Phantasmagoria: A Puzzle of Flesh
Description official descriptions
Curtis Craig is a thirty-year-old man whose distorted childhood is filled with horrors. His father was involved in an illegal, top-secret experiment for a company called WynTech Industries. Nearly nothing is known about the true nature of this experiment; but something in it affected the sanity of Curtis' mother, eventually driving her to suicide. Curtis' father was later shot, leaving the poor little boy with serious behavioural disturbances, and eventually in therapy.
Now, a year after having been released from the mental institution, Curtis is employed at WynTech Industries, whose manager, Paul Warner, has seemingly taken it upon himself to take care of Curtis.
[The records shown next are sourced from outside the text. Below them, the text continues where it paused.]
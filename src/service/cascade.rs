use std::sync::Arc;

use futures::future::try_join_all;
use serde::de::DeserializeOwned;
use tracing::{debug, error};

use super::comments::CommentService;
use crate::core::{EntityId, EntityType, ObjectRef, PlanError, Result};
use crate::model::{Activity, Destination, Planner, Transport, User};
use crate::storage::{Collection, EntityStore, Patch, Query, from_document};

/// The deletion state machine. Removing an owning entity walks its
/// ownership subtree: purge attachment threads, cascade into children
/// (independent sibling subtrees run concurrently), repair the parent's
/// reference array, then drop the record itself.
///
/// The walk is best-effort, not atomic. A store failure aborts the
/// remaining steps and surfaces as `CascadeFailure` naming the entity at
/// the failing step; nothing already deleted is restored. Because removing
/// an absent record is a no-op at every level, re-issuing the same delete
/// finishes the remainder.
pub struct CascadeEngine<S: EntityStore> {
    store: Arc<S>,
    comments: CommentService<S>,
}

impl<S: EntityStore> CascadeEngine<S> {
    pub fn new(store: Arc<S>) -> Self {
        Self {
            comments: CommentService::new(store.clone()),
            store,
        }
    }

    /// Dispatch for an arbitrary `(entityType, entityId)` pair.
    pub async fn delete(&self, object: &ObjectRef) -> Result<()> {
        match object.collection {
            EntityType::Planner => self.delete_planner(&object.id).await.map(drop),
            EntityType::Destination => self.delete_destination(&object.id).await.map(drop),
            EntityType::Activity => self.delete_activity(&object.id).await.map(drop),
            EntityType::Transport => self.delete_transport(&object.id).await.map(drop),
            EntityType::User => self.delete_user(&object.id).await.map(drop),
            kind @ (EntityType::Accommodation | EntityType::Comment | EntityType::Vote) => {
                Err(PlanError::InvalidCollectionType(kind.to_string()))
            }
        }
    }

    /// Delete a planner and everything it owns: every destination (with its
    /// activities), every transportation leg, and all their attachments.
    /// Top-level call, so there is no parent array to repair.
    pub async fn delete_planner(&self, id: &EntityId) -> Result<Planner> {
        let planner: Planner = self.fetch_required(EntityType::Planner, id).await?;
        debug!(planner = %id, "cascading planner delete");

        let result = async {
            self.comments
                .purge_threads(&ObjectRef::new(EntityType::Planner, planner.id.clone()))
                .await?;
            try_join_all(
                planner
                    .destinations
                    .iter()
                    .map(|child| self.cascade_destination(child)),
            )
            .await?;
            try_join_all(
                planner
                    .transportations
                    .iter()
                    .map(|child| self.cascade_transport(child)),
            )
            .await?;
            self.store
                .find_one_and_delete(Collection::Planners, &Query::ById(planner.id.clone()))
                .await?;
            Ok(())
        }
        .await;

        result.map_err(|err| Self::cascade_error(EntityType::Planner, id, err))?;
        Ok(planner)
    }

    pub async fn delete_destination(&self, id: &EntityId) -> Result<Destination> {
        let destination: Destination = self.fetch_required(EntityType::Destination, id).await?;
        self.cascade_destination_record(&destination).await?;
        Ok(destination)
    }

    pub async fn delete_activity(&self, id: &EntityId) -> Result<Activity> {
        let activity: Activity = self.fetch_required(EntityType::Activity, id).await?;
        self.cascade_activity_record(&activity).await?;
        Ok(activity)
    }

    pub async fn delete_transport(&self, id: &EntityId) -> Result<Transport> {
        let transport: Transport = self.fetch_required(EntityType::Transport, id).await?;
        self.cascade_transport_record(&transport).await?;
        Ok(transport)
    }

    /// Users own nothing, but they can carry attachments of their own.
    pub async fn delete_user(&self, id: &EntityId) -> Result<User> {
        let user: User = self.fetch_required(EntityType::User, id).await?;
        let result = async {
            self.comments
                .purge_threads(&ObjectRef::new(EntityType::User, user.id.clone()))
                .await?;
            self.store
                .find_one_and_delete(Collection::Users, &Query::ById(user.id.clone()))
                .await?;
            Ok(())
        }
        .await;
        result.map_err(|err| Self::cascade_error(EntityType::User, id, err))?;
        Ok(user)
    }

    // ── child entries, used while an ancestor cascade is in flight ──
    // A listed id that no longer resolves was already removed, which is
    // exactly the state a retried cascade sees; tolerate it.

    async fn cascade_destination(&self, id: &EntityId) -> Result<()> {
        let Some(document) = self
            .store
            .find_one(Collection::Destinations, &Query::ById(id.clone()))
            .await?
        else {
            return Ok(());
        };
        let destination: Destination = from_document(document)?;
        self.cascade_destination_record(&destination).await
    }

    async fn cascade_activity(&self, id: &EntityId) -> Result<()> {
        let Some(document) = self
            .store
            .find_one(Collection::Activities, &Query::ById(id.clone()))
            .await?
        else {
            return Ok(());
        };
        let activity: Activity = from_document(document)?;
        self.cascade_activity_record(&activity).await
    }

    async fn cascade_transport(&self, id: &EntityId) -> Result<()> {
        let Some(document) = self
            .store
            .find_one(Collection::Transports, &Query::ById(id.clone()))
            .await?
        else {
            return Ok(());
        };
        let transport: Transport = from_document(document)?;
        self.cascade_transport_record(&transport).await
    }

    // ── per-kind cascade bodies ──
    // Step order everywhere: purge attachments, cascade children, repair
    // the parent's reference array, delete the record. Attachments go
    // first so an abort mid-walk strands at worst an orphaned (and still
    // deletable) thread, never a parent pointing at vanished children.

    async fn cascade_destination_record(&self, destination: &Destination) -> Result<()> {
        let result = async {
            self.comments
                .purge_threads(&ObjectRef::new(
                    EntityType::Destination,
                    destination.id.clone(),
                ))
                .await?;
            try_join_all(
                destination
                    .activities
                    .iter()
                    .map(|child| self.cascade_activity(child)),
            )
            .await?;
            self.store
                .find_one_and_update(
                    Collection::Planners,
                    &Query::ById(destination.planner_id.clone()),
                    &Patch::Pull {
                        field: "destinations",
                        id: destination.id.clone(),
                    },
                )
                .await?;
            self.store
                .find_one_and_delete(
                    Collection::Destinations,
                    &Query::ById(destination.id.clone()),
                )
                .await?;
            Ok(())
        }
        .await;

        result.map_err(|err| Self::cascade_error(EntityType::Destination, &destination.id, err))
    }

    async fn cascade_activity_record(&self, activity: &Activity) -> Result<()> {
        let result = async {
            self.comments
                .purge_threads(&ObjectRef::new(EntityType::Activity, activity.id.clone()))
                .await?;
            self.store
                .find_one_and_update(
                    Collection::Destinations,
                    &Query::ById(activity.destination_id.clone()),
                    &Patch::Pull {
                        field: "activities",
                        id: activity.id.clone(),
                    },
                )
                .await?;
            self.store
                .find_one_and_delete(Collection::Activities, &Query::ById(activity.id.clone()))
                .await?;
            Ok(())
        }
        .await;

        result.map_err(|err| Self::cascade_error(EntityType::Activity, &activity.id, err))
    }

    async fn cascade_transport_record(&self, transport: &Transport) -> Result<()> {
        let result = async {
            self.comments
                .purge_threads(&ObjectRef::new(EntityType::Transport, transport.id.clone()))
                .await?;
            self.store
                .find_one_and_update(
                    Collection::Planners,
                    &Query::ById(transport.planner_id.clone()),
                    &Patch::Pull {
                        field: "transportations",
                        id: transport.id.clone(),
                    },
                )
                .await?;
            self.store
                .find_one_and_delete(Collection::Transports, &Query::ById(transport.id.clone()))
                .await?;
            Ok(())
        }
        .await;

        result.map_err(|err| Self::cascade_error(EntityType::Transport, &transport.id, err))
    }

    async fn fetch_required<T: DeserializeOwned>(
        &self,
        kind: EntityType,
        id: &EntityId,
    ) -> Result<T> {
        self.store
            .find_one(Collection::for_entity(kind), &Query::ById(id.clone()))
            .await?
            .map(from_document::<T>)
            .transpose()?
            .ok_or_else(|| PlanError::not_found(kind, id))
    }

    /// Validation and not-found outcomes pass through untouched; anything
    /// else becomes a `CascadeFailure` naming the step that broke. An
    /// already-wrapped failure keeps its innermost context.
    fn cascade_error(kind: EntityType, id: &EntityId, err: PlanError) -> PlanError {
        match err {
            PlanError::CascadeFailure { .. }
            | PlanError::RecordNotFound { .. }
            | PlanError::InvalidObjectId(_)
            | PlanError::InvalidCollectionType(_)
            | PlanError::MalformedPayload(_) => err,
            other => {
                error!(kind = %kind, id = %id, reason = %other, "cascade aborted");
                PlanError::CascadeFailure {
                    kind,
                    id: id.clone(),
                    reason: other.to_string(),
                }
            }
        }
    }
}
He tries to find the cause of his psychotic episodes and the mysterious murders that break out all around him, all the while discovering more and more about his past life and his father's fate.
Phantasmagoria: A Puzzle of Flesh is not an actual sequel to the original Phantasmagoria, but rather a follow-up that has similar themes and visual concept. The game is more heavy on puzzles and traditional adventure gameplay than its predecessor. The gameplay involves standard activities found in adventure games, including extended conversations with the characters featuring selectable dialogue topics, collecting and manipulating inventory items with the environment, etc. It is possible (and often necessary) to call characters on the phone, as well as check and answer e-mails accessed by Curtis' computer at his workplace.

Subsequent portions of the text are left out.